Morrison D A, Ovitt T, Hammermeister K E
Medical Service (Cardiology), Denver Veterans Administration Medical Center, Colorado 80220.
Am J Cardiol. 1988 Jul 1;62(1):108-12. doi: 10.1016/0002-9149(88)91373-2.
This study examined the effects of tricuspid regurgitation (TR) on the relation between right ventricular (RV) ejection fraction and mean pulmonary pressure. The significant inverse relation between RV ejection fraction and pulmonary artery pressure for the entire group (n = 95, r = -0.38, p less than 0.001) was improved either by looking only at the subset without TR (n = 56, r = -0.54, p less than 0.001) or by combining the RV ejection fraction with the angiographic grade of TR using multivariate analysis (n = 95, r = -0.52, p less than 0.001). Pulmonary hypertension was associated with the development of angiographic TR. These data support the concept that in using the RV ejection fraction as a measure of RV systolic function, it is necessary to consider the presence or absence of TR.

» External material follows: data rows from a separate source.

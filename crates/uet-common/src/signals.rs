//! Named-signal registry.
//!
//! Every component publishes to this registry as events occur rather than
//! owning its own metrics state; the analyzer (`uet-sim`) only ever reads
//! it. This mirrors the "signals are the error channel" design: a drop, a
//! retransmission, an RTT sample are all just named values pushed here.

use std::collections::{BTreeMap, HashMap};

use serde::Serialize;

use crate::time::Tick;

/// Running summary of a sampled (non-monotonic) signal, e.g. RTT or cwnd.
#[derive(Debug, Clone, Default, Serialize)]
pub struct SignalSummary {
    pub count: u64,
    pub sum: f64,
    pub min: f64,
    pub max: f64,
}

impl SignalSummary {
    pub fn mean(&self) -> f64 {
        if self.count == 0 {
            0.0
        } else {
            self.sum / self.count as f64
        }
    }

    fn observe(&mut self, value: f64) {
        if self.count == 0 {
            self.min = value;
            self.max = value;
        } else {
            if value < self.min {
                self.min = value;
            }
            if value > self.max {
                self.max = value;
            }
        }
        self.sum += value;
        self.count += 1;
    }
}

/// A point-in-time snapshot of every registered signal, taken by the
/// analyzer once per `measurementInterval`. Ordered maps so two runs with
/// identical signals serialise to byte-identical JSON regardless of
/// `HashMap`'s per-process random iteration order.
#[derive(Debug, Clone, Serialize)]
pub struct SignalSnapshot {
    pub at: Tick,
    pub counters: BTreeMap<String, u64>,
    pub summaries: BTreeMap<String, SignalSummary>,
}

/// The registry itself. Held by the simulation network and handed to every
/// component as a mutable borrow scoped to the current event.
#[derive(Debug, Default)]
pub struct SignalRegistry {
    counters: BTreeMap<String, u64>,
    summaries: BTreeMap<String, SignalSummary>,
    history: HashMap<String, Vec<(Tick, f64)>>,
    detailed: bool,
}

impl SignalRegistry {
    pub fn new(detailed: bool) -> Self {
        Self {
            detailed,
            ..Default::default()
        }
    }

    /// Bumps a monotonic counter (messages sent, drops, retransmissions, ...).
    pub fn incr(&mut self, name: &str, by: u64) {
        *self.counters.entry(name.to_string()).or_insert(0) += by;
    }

    pub fn counter(&self, name: &str) -> u64 {
        *self.counters.get(name).unwrap_or(&0)
    }

    /// Records a sampled value (RTT, cwnd, compression ratio, utilisation, ...).
    pub fn observe(&mut self, name: &str, value: f64, at: Tick) {
        self.summaries.entry(name.to_string()).or_default().observe(value);
        if self.detailed {
            self.history.entry(name.to_string()).or_default().push((at, value));
        }
    }

    pub fn summary(&self, name: &str) -> Option<&SignalSummary> {
        self.summaries.get(name)
    }

    /// Full per-sample history for a signal; only populated when
    /// `enableDetailedStats` is set, otherwise always empty.
    pub fn history(&self, name: &str) -> &[(Tick, f64)] {
        self.history.get(name).map(|v| v.as_slice()).unwrap_or(&[])
    }

    pub fn snapshot(&self, at: Tick) -> SignalSnapshot {
        SignalSnapshot {
            at,
            counters: self.counters.clone(),
            summaries: self.summaries.clone(),
        }
    }
}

本研究探讨了三尖瓣反流(TR)对右心室(RV)射血分数与平均肺动脉压之间关系的影响。整个研究组(n = 95,r = -0.38,p < 0.001)中,RV射血分数与肺动脉压之间存在显著的负相关。通过仅观察无TR的亚组(n = 56,r = -0.54,p < 0.001),或使用多变量分析将RV射血分数与TR的血管造影分级相结合(n = 95,r = -0.52,p < 0.001),这种负相关得到了改善。肺动脉高压与血管造影显示的TR的发生有关。这些数据支持这样一个概念,即在使用RV射血分数作为RV收缩功能的指标时,有必要考虑TR的存在与否。